== INFORMATION SHOWN ==
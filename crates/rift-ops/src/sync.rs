//! Two-phase tree synchronization.
//!
//! 1. **Forward**: walk the source in pre-order, drop excluded entries (an
//!    excluded directory takes its whole subtree with it), create directories
//!    and copy files into the destination, and record every destination path
//!    produced.
//! 2. **Reclaim**: walk the destination and remove whatever the forward phase
//!    did not record.
//!
//! The reclaim phase only starts once the forward phase has finished without
//! error.

use std::fs;
use std::path::Path;
use std::sync::Arc;
use std::sync::atomic::{AtomicU64, Ordering};
use std::time::Instant;

use rift_core::{EntryKind, SyncConfig, SyncError, TreeEntry, ValidPathSet, ensure_disjoint};
use rift_filter::PatternSet;
use rift_scan::{TreeWalker, WalkControl};

use crate::copy::{CopyOptions, CopyOutcome, copy_file_with};
use crate::reclaim::reclaim;
use crate::report::SyncReport;

/// Mirror `source_root` into `dest_root`, excluding `patterns`.
pub fn synchronize(
    source_root: &Path,
    dest_root: &Path,
    patterns: &PatternSet,
) -> Result<SyncReport, SyncError> {
    Synchronizer::with_patterns(SyncConfig::new(source_root, dest_root), patterns.clone()).run()
}

/// Runs a configured sync.
#[derive(Debug, Clone)]
pub struct Synchronizer {
    config: SyncConfig,
    patterns: Arc<PatternSet>,
}

impl Synchronizer {
    /// Create a synchronizer, compiling the config's exclusion patterns.
    ///
    /// Patterns that fail to compile are logged and dropped.
    pub fn new(config: SyncConfig) -> Self {
        let patterns = PatternSet::from_patterns(config.exclude_patterns.iter().cloned());
        Self::with_patterns(config, patterns)
    }

    /// Create a synchronizer with an already compiled pattern set.
    ///
    /// The config's own `exclude_patterns` are ignored.
    pub fn with_patterns(config: SyncConfig, patterns: PatternSet) -> Self {
        Self {
            config,
            patterns: Arc::new(patterns),
        }
    }

    /// The configuration this synchronizer runs with.
    pub fn config(&self) -> &SyncConfig {
        &self.config
    }

    /// Run both phases.
    pub fn run(&self) -> Result<SyncReport, SyncError> {
        let start = Instant::now();
        self.check_roots()?;

        tracing::info!(
            source = %self.config.source.display(),
            destination = %self.config.destination.display(),
            patterns = self.patterns.len(),
            "sync started"
        );

        let (valid, mut report) = self.forward()?;
        tracing::info!(kept = valid.len(), "forward phase complete");

        report.orphans_removed = reclaim(&self.config.destination, valid)? as u64;
        report.duration = start.elapsed();

        tracing::info!(
            copied = report.files_copied,
            unchanged = report.files_unchanged,
            removed = report.orphans_removed,
            elapsed_ms = report.duration.as_millis() as u64,
            "sync complete"
        );
        Ok(report)
    }

    /// Run the forward phase only, returning the destination paths that must
    /// survive reconciliation.
    pub fn forward(&self) -> Result<(ValidPathSet, SyncReport), SyncError> {
        let source_root = &self.config.source;
        let dest_root = &self.config.destination;

        let excluded = Arc::new(AtomicU64::new(0));
        let classify = {
            let patterns = Arc::clone(&self.patterns);
            let excluded = Arc::clone(&excluded);
            move |relative: &str, is_dir: bool| {
                if let Some(pattern) = patterns.first_match(relative, is_dir) {
                    tracing::debug!(path = relative, pattern = pattern.as_str(), "excluded");
                    excluded.fetch_add(1, Ordering::Relaxed);
                    WalkControl::Skip
                } else {
                    WalkControl::Descend
                }
            }
        };

        let mut valid = ValidPathSet::new();
        let mut report = SyncReport::new();
        let copy_options = CopyOptions {
            preserve_permissions: self.config.preserve_permissions,
        };

        for visit in TreeWalker::new(source_root).walk(classify) {
            let entry = visit.map_err(SyncError::Source)?.entry;

            if matches!(entry.kind, EntryKind::Other) {
                tracing::warn!(path = %entry.path.display(), "skipping special file");
                report.entries_unsupported += 1;
                continue;
            }

            let dest_path = entry.rebase(dest_root);
            valid.insert(dest_path.clone());

            if entry.is_dir() {
                if self.ensure_dir(&entry, &dest_path)? {
                    report.record_dir();
                }
                continue;
            }

            match copy_file_with(&entry.path, &dest_path, copy_options)? {
                CopyOutcome::Copied { bytes } => report.record_copy(bytes),
                CopyOutcome::Unchanged => report.record_unchanged(),
            }
        }

        report.entries_excluded = excluded.load(Ordering::Relaxed);
        Ok((valid, report))
    }

    fn check_roots(&self) -> Result<(), SyncError> {
        let source = &self.config.source;
        if source.as_os_str().is_empty() || self.config.destination.as_os_str().is_empty() {
            return Err(SyncError::InvalidConfig {
                message: "source and destination paths are required".to_string(),
            });
        }
        let metadata = fs::metadata(source).map_err(|e| SyncError::source_io(source, e))?;
        if !metadata.is_dir() {
            return Err(SyncError::NotADirectory {
                path: source.clone(),
            });
        }
        if self.config.reject_overlap {
            ensure_disjoint(source, &self.config.destination)?;
        }
        Ok(())
    }

    /// Create the destination directory for `entry` if missing. Returns
    /// whether it was created.
    fn ensure_dir(&self, entry: &TreeEntry, dest_path: &Path) -> Result<bool, SyncError> {
        if dest_path.is_dir() {
            return Ok(false);
        }

        let mut builder = fs::DirBuilder::new();
        builder.recursive(true);

        #[cfg(unix)]
        if self.config.preserve_permissions {
            use std::os::unix::fs::{DirBuilderExt, PermissionsExt};
            let mode = fs::metadata(&entry.path)
                .map_err(|e| SyncError::source_io(&entry.path, e))?
                .permissions()
                .mode();
            builder.mode(mode);
        }
        #[cfg(not(unix))]
        let _ = entry;

        builder
            .create(dest_path)
            .map_err(|e| SyncError::source_io(dest_path, e))?;
        tracing::debug!(path = %dest_path.display(), "created directory");
        Ok(true)
    }
}

#[cfg(test)]
mod tests {
    use super::*;
    use tempfile::TempDir;

    #[test]
    fn test_forward_records_surviving_paths() {
        let temp = TempDir::new().unwrap();
        let src = temp.path().join("src");
        let dest = temp.path().join("dest");
        fs::create_dir_all(src.join("keep")).unwrap();
        fs::create_dir_all(src.join("target/debug")).unwrap();
        fs::write(src.join("keep/a.txt"), "a").unwrap();
        fs::write(src.join("target/debug/bin"), "b").unwrap();

        let sync = Synchronizer::new(SyncConfig::new(&src, &dest).with_patterns(["target/"]));
        let (valid, report) = sync.forward().unwrap();

        assert!(valid.contains(&dest.join("keep")));
        assert!(valid.contains(&dest.join("keep").join("a.txt")));
        assert!(!valid.contains(&dest.join("target")));
        assert_eq!(valid.len(), 2);
        assert_eq!(report.entries_excluded, 1);
        assert_eq!(report.dirs_created, 1);
        assert_eq!(report.files_copied, 1);
    }

    #[test]
    fn test_source_must_be_directory() {
        let temp = TempDir::new().unwrap();
        let file = temp.path().join("file.txt");
        fs::write(&file, "x").unwrap();

        let err = Synchronizer::new(SyncConfig::new(&file, temp.path().join("out")))
            .run()
            .unwrap_err();
        assert!(matches!(err, SyncError::NotADirectory { .. }));
    }

    #[test]
    fn test_empty_roots_rejected() {
        let err = Synchronizer::new(SyncConfig::new("", "/tmp/out")).run().unwrap_err();
        assert!(matches!(err, SyncError::InvalidConfig { .. }));
    }

    #[test]
    fn test_overlap_rejected_before_any_write() {
        let temp = TempDir::new().unwrap();
        let src = temp.path().join("src");
        fs::create_dir(&src).unwrap();
        fs::write(src.join("a.txt"), "a").unwrap();

        let err = Synchronizer::new(SyncConfig::new(&src, src.join("mirror")))
            .run()
            .unwrap_err();
        assert!(matches!(err, SyncError::OverlappingTrees { .. }));
        assert!(!src.join("mirror").exists());
    }
}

== TASK INSTRUCTIONS ==
Transcribe the records above with every character unchanged.

== TASK SOLUTION ==
filename crates/rift-ops/src/sync.rs
//! Two-phase tree synchronization.
//!
//! 1. **Forward**: walk the source in pre-order, drop excluded entries (an
//!    excluded directory takes its whole subtree with it), create directories
//!    and copy files into the destination, and record every destination path
//!    produced.
//! 2. **Reclaim**: walk the destination and remove whatever the forward phase
//!    did not record.
//!
//! The reclaim phase only starts once the forward phase has finished without
//! error.

use std::fs;
use std::path::Path;
use std::sync::Arc;
use std::sync::atomic::{AtomicU64, Ordering};
use std::time::Instant;

use rift_core::{EntryKind, SyncConfig, SyncError, TreeEntry, ValidPathSet, ensure_disjoint};
use rift_filter::PatternSet;
use rift_scan::{TreeWalker, WalkControl};

use crate::copy::{CopyOptions, CopyOutcome, copy_file_with};
use crate::reclaim::reclaim;
use crate::report::SyncReport;

/// Mirror `source_root` into `dest_root`, excluding `patterns`.
pub fn synchronize(
    source_root: &Path,
    dest_root: &Path,
    patterns: &PatternSet,
) -> Result<SyncReport, SyncError> {
    Synchronizer::with_patterns(SyncConfig::new(source_root, dest_root), patterns.clone()).run()
}

/// Runs a configured sync.
#[derive(Debug, Clone)]
pub struct Synchronizer {
    config: SyncConfig,
    patterns: Arc<PatternSet>,
}

impl Synchronizer {
    /// Create a synchronizer, compiling the config's exclusion patterns.
    ///
    /// Patterns that fail to compile are logged and dropped.
    pub fn new(config: SyncConfig) -> Self {
        let patterns = PatternSet::from_patterns(config.exclude_patterns.iter().cloned());
        Self::with_patterns(config, patterns)
    }

    /// Create a synchronizer with an already compiled pattern set.
    ///
    /// The config's own `exclude_patterns` are ignored.
    pub fn with_patterns(config: SyncConfig, patterns: PatternSet) -> Self {
        Self {
            config,
            patterns: Arc::new(patterns),
        }
    }

    /// The configuration this synchronizer runs with.
    pub fn config(&self) -> &SyncConfig {
        &self.config
    }

    /// Run both phases.
    pub fn run(&self) -> Result<SyncReport, SyncError> {
        let start = Instant::now();
        self.check_roots()?;

        tracing::info!(
            source = %self.config.source.display(),
            destination = %self.config.destination.display(),
            patterns = self.patterns.len(),
            "sync started"
        );

        let (valid, mut report) = self.forward()?;
        tracing::info!(kept = valid.len(), "forward phase complete");

        report.orphans_removed = reclaim(&self.config.destination, valid)? as u64;
        report.duration = start.elapsed();

        tracing::info!(
            copied = report.files_copied,
            unchanged = report.files_unchanged,
            removed = report.orphans_removed,
            elapsed_ms = report.duration.as_millis() as u64,
            "sync complete"
        );
        Ok(report)
    }

    /// Run the forward phase only, returning the destination paths that must
    /// survive reconciliation.
    pub fn forward(&self) -> Result<(ValidPathSet, SyncReport), SyncError> {
        let source_root = &self.config.source;
        let dest_root = &self.config.destination;

        let excluded = Arc::new(AtomicU64::new(0));
        let classify = {
            let patterns = Arc::clone(&self.patterns);
            let excluded = Arc::clone(&excluded);
            move |relative: &str, is_dir: bool| {
                if let Some(pattern) = patterns.first_match(relative, is_dir) {
                    tracing::debug!(path = relative, pattern = pattern.as_str(), "excluded");
                    excluded.fetch_add(1, Ordering::Relaxed);
                    WalkControl::Skip
                } else {
                    WalkControl::Descend
                }
            }
        };

        let mut valid = ValidPathSet::new();
        let mut report = SyncReport::new();
        let copy_options = CopyOptions {
            preserve_permissions: self.config.preserve_permissions,
        };

        for visit in TreeWalker::new(source_root).walk(classify) {
            let entry = visit.map_err(SyncError::Source)?.entry;

            if matches!(entry.kind, EntryKind::Other) {
                tracing::warn!(path = %entry.path.display(), "skipping special file");
                report.entries_unsupported += 1;
                continue;
            }

            let dest_path = entry.rebase(dest_root);
            valid.insert(dest_path.clone());

            if entry.is_dir() {
                if self.ensure_dir(&entry, &dest_path)? {
                    report.record_dir();
                }
                continue;
            }

            match copy_file_with(&entry.path, &dest_path, copy_options)? {
                CopyOutcome::Copied { bytes } => report.record_copy(bytes),
                CopyOutcome::Unchanged => report.record_unchanged(),
            }
        }

        report.entries_excluded = excluded.load(Ordering::Relaxed);
        Ok((valid, report))
    }

    fn check_roots(&self) -> Result<(), SyncError> {
        let source = &self.config.source;
        if source.as_os_str().is_empty() || self.config.destination.as_os_str().is_empty() {
            return Err(SyncError::InvalidConfig {
                message: "source and destination paths are required".to_string(),
            });
        }
        let metadata = fs::metadata(source).map_err(|e| SyncError::source_io(source, e))?;
        if !metadata.is_dir() {
            return Err(SyncError::NotADirectory {
                path: source.clone(),
            });
        }
        if self.config.reject_overlap {
            ensure_disjoint(source, &self.config.destination)?;
        }
        Ok(())
    }

    /// Create the destination directory for `entry` if missing. Returns
    /// whether it was created.
    fn ensure_dir(&self, entry: &TreeEntry, dest_path: &Path) -> Result<bool, SyncError> {
        if dest_path.is_dir() {
            return Ok(false);
        }

        let mut builder = fs::DirBuilder::new();
        builder.recursive(true);

        #[cfg(unix)]
        if self.config.preserve_permissions {
            use std::os::unix::fs::{DirBuilderExt, PermissionsExt};
            let mode = fs::metadata(&entry.path)
                .map_err(|e| SyncError::source_io(&entry.path, e))?
                .permissions()
                .mode();
            builder.mode(mode);
        }
        #[cfg(not(unix))]
        let _ = entry;

        builder
            .create(dest_path)
            .map_err(|e| SyncError::source_io(dest_path, e))?;
        tracing::debug!(path = %dest_path.display(), "created directory");
        Ok(true)
    }
}

#[cfg(test)]
mod tests {
    use super::*;
    use tempfile::TempDir;

    #[test]
    fn test_forward_records_surviving_paths() {
        let temp = TempDir::new().unwrap();
        let src = temp.path().join("src");
        let dest = temp.path().join("dest");
        fs::create_dir_all(src.join("keep")).unwrap();
        fs::create_dir_all(src.join("target/debug")).unwrap();
        fs::write(src.join("keep/a.txt"), "a").unwrap();
        fs::write(src.join("target/debug/bin"), "b").unwrap();

        let sync = Synchronizer::new(SyncConfig::new(&src, &dest).with_patterns(["target/"]));
        let (valid, report) = sync.forward().unwrap();

        assert!(valid.contains(&dest.join("keep")));
        assert!(valid.contains(&dest.join("keep").join("a.txt")));
        assert!(!valid.contains(&dest.join("target")));
        assert_eq!(valid.len(), 2);
        assert_eq!(report.entries_excluded, 1);
        assert_eq!(report.dirs_created, 1);
        assert_eq!(report.files_copied, 1);
    }

    #[test]
    fn test_source_must_be_directory() {
        let temp = TempDir::new().unwrap();
        let file = temp.path().join("file.txt");
        fs::write(&file, "x").unwrap();

        let err = Synchronizer::new(SyncConfig::new(&file, temp.path().join("out")))
            .run()
            .unwrap_err();
        assert!(matches!(err, SyncError::NotADirectory { .. }));
    }

    #[test]
    fn test_empty_roots_rejected() {
        let err = Synchronizer::new(SyncConfig::new("", "/tmp/out")).run().unwrap_err();
        assert!(matches!(err, SyncError::InvalidConfig { .. }));
    }

    #[test]
    fn test_overlap_rejected_before_any_write() {
        let temp = TempDir::new().unwrap();
        let src = temp.path().join("src");
        fs::create_dir(&src).unwrap();
        fs::write(src.join("a.txt"), "a").unwrap();

        let err = Synchronizer::new(SyncConfig::new(&src, src.join("mirror")))
            .run()
            .unwrap_err();
        assert!(matches!(err, SyncError::OverlappingTrees { .. }));
        assert!(!src.join("mirror").exists());
    }
}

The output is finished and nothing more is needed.